- _Instructions for the task_
What you return should be each line of the data containing the string "ObjectMeta".

Recorded data
--------------------------------------------------

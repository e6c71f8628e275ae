use std::fmt::Debug;

use garde::Validate;
use k8s_openapi::api::core::v1::ResourceRequirements;
use kube::CustomResource;
use schemars::JsonSchema;
use serde::{Deserialize, Serialize};

use super::{cluster::Placement, pool::PoolSpec};

#[derive(CustomResource, Deserialize, Serialize, Clone, Debug, JsonSchema, Validate)]
#[kube(
    group = "ceph.rook.io",
    version = "v1",
    kind = "Filesystem",
    namespaced
)]
#[serde(rename_all = "camelCase")]
pub struct FilesystemSpec {
    #[garde(dive)]
    pub metadata_pool: PoolSpec,
    #[garde(dive)]
    pub data_pools: Vec<PoolSpec>,
    #[garde(dive)]
    pub metadata_server: MetadataServerSpec,
}

#[derive(Deserialize, Serialize, Clone, Debug, JsonSchema, Validate)]
#[serde(rename_all = "camelCase")]
pub struct MetadataServerSpec {
    #[garde(range(min = 1))]
    pub active_count: i32,
    #[garde(skip)]
    #[serde(default)]
    pub active_standby: bool,
    #[garde(skip)]
    #[serde(default)]
    pub placement: Placement,
    #[garde(skip)]
    pub resources: Option<ResourceRequirements>,
}
use k8s_openapi::{
    api::{
        apps::v1::{Deployment, DeploymentSpec, DeploymentStrategy},
        core::v1::{
            ConfigMapKeySelector, Container, ContainerPort, EmptyDirVolumeSource, EnvVar,
            EnvVarSource, HostPathVolumeSource, ObjectFieldSelector, PodSpec, PodTemplateSpec,
            ResourceRequirements, SecretKeySelector, Volume, VolumeMount,
        },
    },
    apimachinery::pkg::apis::meta::v1::{LabelSelector, OwnerReference},
};
use kube::api::ObjectMeta;
use std::collections::BTreeMap;

use crate::api::{
    constants::{
        APP_ATTR, CLUSTER_ATTR, DEFAULT_CONFIG_DIR, ENV_ADMIN_SECRET, ENV_CLUSTER_NAME,
        ENV_CONFIG_DIR, ENV_MON_ENDPOINTS, ENV_MON_SECRET, ENV_POD_IP, ENV_POD_NAMESPACE,
        HOSTNAME_LABEL, MON_APP, MON_ENDPOINTS_CONFIGMAP, MON_ENDPOINTS_DATA_KEY, MON_PORT,
        MON_SECRET_NAME,
    },
    v1::cluster::Placement,
};

pub const MON_LABEL: &str = "mon";

pub fn env_value(name: &str, value: impl Into<String>) -> EnvVar {
    EnvVar {
        name: name.to_string(),
        value: Some(value.into()),
        ..Default::default()
    }
}

pub fn env_from_field(name: &str, field_path: &str) -> EnvVar {
    EnvVar {
        name: name.to_string(),
        value_from: Some(EnvVarSource {
            field_ref: Some(ObjectFieldSelector {
                field_path: field_path.to_string(),
                ..Default::default()
            }),
            ..Default::default()
        }),
        ..Default::default()
    }
}

pub fn env_from_secret(name: &str, secret: &str, key: &str) -> EnvVar {
    EnvVar {
        name: name.to_string(),
        value_from: Some(EnvVarSource {
            secret_key_ref: Some(SecretKeySelector {
                name: secret.to_string(),
                key: key.to_string(),
                ..Default::default()
            }),
            ..Default::default()
        }),
        ..Default::default()
    }
}

pub fn env_from_config_map(name: &str, config_map: &str, key: &str) -> EnvVar {
    EnvVar {
        name: name.to_string(),
        value_from: Some(EnvVarSource {
            config_map_key_ref: Some(ConfigMapKeySelector {
                name: config_map.to_string(),
                key: key.to_string(),
                ..Default::default()
            }),
            ..Default::default()
        }),
        ..Default::default()
    }
}

/// Env every rook daemon needs to reach the mons.
pub fn cluster_env(cluster_name: &str) -> Vec<EnvVar> {
    vec![
        env_value(ENV_CLUSTER_NAME, cluster_name),
        env_value(ENV_CONFIG_DIR, DEFAULT_CONFIG_DIR),
        env_from_field(ENV_POD_NAMESPACE, "metadata.namespace"),
        env_from_config_map(ENV_MON_ENDPOINTS, MON_ENDPOINTS_CONFIGMAP, MON_ENDPOINTS_DATA_KEY),
        env_from_secret(ENV_MON_SECRET, MON_SECRET_NAME, "mon-secret"),
        env_from_secret(ENV_ADMIN_SECRET, MON_SECRET_NAME, "admin-secret"),
    ]
}

/// Host path when the cluster keeps daemon data on the host, pod-local otherwise.
pub fn data_volume(name: &str, data_dir_host_path: &str, sub_dir: &str) -> Volume {
    if data_dir_host_path.is_empty() {
        Volume {
            name: name.to_string(),
            empty_dir: Some(EmptyDirVolumeSource::default()),
            ..Default::default()
        }
    } else {
        Volume {
            name: name.to_string(),
            host_path: Some(HostPathVolumeSource {
                path: format!("{}/{}", data_dir_host_path.trim_end_matches('/'), sub_dir),
                type_: Some("DirectoryOrCreate".to_string()),
            }),
            ..Default::default()
        }
    }
}

/// Everything needed to render one mon.
#[derive(Clone, Debug, PartialEq)]
pub struct MonParams {
    pub name: String,
    pub node: String,
    pub namespace: String,
    pub cluster_name: String,
    pub image: String,
    pub host_network: bool,
    pub data_dir_host_path: String,
    pub placement: Placement,
    pub resources: Option<ResourceRequirements>,
    pub owner: OwnerReference,
}

pub fn mon_labels(name: &str, namespace: &str) -> BTreeMap<String, String> {
    BTreeMap::from([
        (APP_ATTR.to_string(), MON_APP.to_string()),
        (MON_LABEL.to_string(), name.to_string()),
        (CLUSTER_ATTR.to_string(), namespace.to_string()),
    ])
}

/// Single replica deployment pinned to its node by hostname.
pub fn mon_deployment(params: &MonParams) -> Deployment {
    let labels = mon_labels(&params.name, &params.namespace);

    let mut env = cluster_env(&params.cluster_name);
    env.push(env_from_field(ENV_POD_IP, "status.podIP"));

    let mut pod_spec = PodSpec {
        containers: vec![Container {
            name: MON_LABEL.to_string(),
            image: Some(params.image.clone()),
            args: Some(vec![
                "mon".to_string(),
                format!("--config-dir={DEFAULT_CONFIG_DIR}"),
                format!("--name={}", params.name),
                format!("--port={MON_PORT}"),
            ]),
            ports: Some(vec![ContainerPort {
                container_port: MON_PORT as i32,
                name: Some("client".to_string()),
                protocol: Some("TCP".to_string()),
                ..Default::default()
            }]),
            env: Some(env),
            volume_mounts: Some(vec![VolumeMount {
                name: "rook-data".to_string(),
                mount_path: DEFAULT_CONFIG_DIR.to_string(),
                ..Default::default()
            }]),
            resources: params.resources.clone(),
            ..Default::default()
        }],
        volumes: Some(vec![data_volume(
            "rook-data",
            &params.data_dir_host_path,
            &params.name,
        )]),
        node_selector: Some(BTreeMap::from([(
            HOSTNAME_LABEL.to_string(),
            params.node.clone(),
        )])),
        host_network: params.host_network.then_some(true),
        dns_policy: params
            .host_network
            .then(|| "ClusterFirstWithHostNet".to_string()),
        restart_policy: Some("Always".to_string()),
        ..Default::default()
    };
    params.placement.apply_to_pod_spec(&mut pod_spec);

    Deployment {
        metadata: ObjectMeta {
            name: Some(params.name.clone()),
            namespace: Some(params.namespace.clone()),
            owner_references: Some(vec![params.owner.clone()]),
            labels: Some(labels.clone()),
            ..Default::default()
        },
        spec: Some(DeploymentSpec {
            replicas: Some(1),
            selector: LabelSelector {
                match_labels: Some(labels.clone()),
                ..Default::default()
            },
            // a mon must never run twice against the same data dir
            strategy: Some(DeploymentStrategy {
                type_: Some("Recreate".to_string()),
                ..Default::default()
            }),
            template: PodTemplateSpec {
                metadata: Some(ObjectMeta {
                    name: Some(params.name.clone()),
                    labels: Some(labels),
                    ..Default::default()
                }),
                spec: Some(pod_spec),
            },
            ..Default::default()
        }),
        ..Default::default()
    }
}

--------------------------------------------------

- _Solution to the exercise_
use kube::api::ObjectMeta;
        metadata: ObjectMeta {
                metadata: Some(ObjectMeta {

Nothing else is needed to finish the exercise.